REQUIRED WORK: All of the entries below are to be copied word for word.
Content starts
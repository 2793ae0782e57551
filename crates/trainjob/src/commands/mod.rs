//! Subcommand implementations.

pub mod cancel_job;
pub mod get_job;
pub mod get_log;
pub mod list_jobs;
pub mod list_pods;
pub mod patch_job;
pub mod start_job;

use anyhow::Result;
use tracing::debug;

use crate::kubeconfig::ContextProvider;

/// Use `explicit` when given, otherwise the current context's namespace.
pub(crate) fn resolve_namespace(
    explicit: Option<&str>,
    context: &dyn ContextProvider,
) -> Result<String> {
    match explicit {
        Some(namespace) => Ok(namespace.to_string()),
        None => {
            let namespace = context.current_namespace()?;
            debug!(namespace = %namespace, "Using namespace of current context");
            Ok(namespace)
        }
    }
}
Content ends
RESULT OF THE EXERCISE:
repository 2793ae0782e57551
filename crates/trainjob/src/commands/mod.rs
//! Subcommand implementations.

pub mod cancel_job;
pub mod get_job;
pub mod get_log;
pub mod list_jobs;
pub mod list_pods;
pub mod patch_job;
pub mod start_job;

use anyhow::Result;
use tracing::debug;

use crate::kubeconfig::ContextProvider;

/// Use `explicit` when given, otherwise the current context's namespace.
pub(crate) fn resolve_namespace(
    explicit: Option<&str>,
    context: &dyn ContextProvider,
) -> Result<String> {
    match explicit {
        Some(namespace) => Ok(namespace.to_string()),
        None => {
            let namespace = context.current_namespace()?;
            debug!(namespace = %namespace, "Using namespace of current context");
            Ok(namespace)
        }
    }
}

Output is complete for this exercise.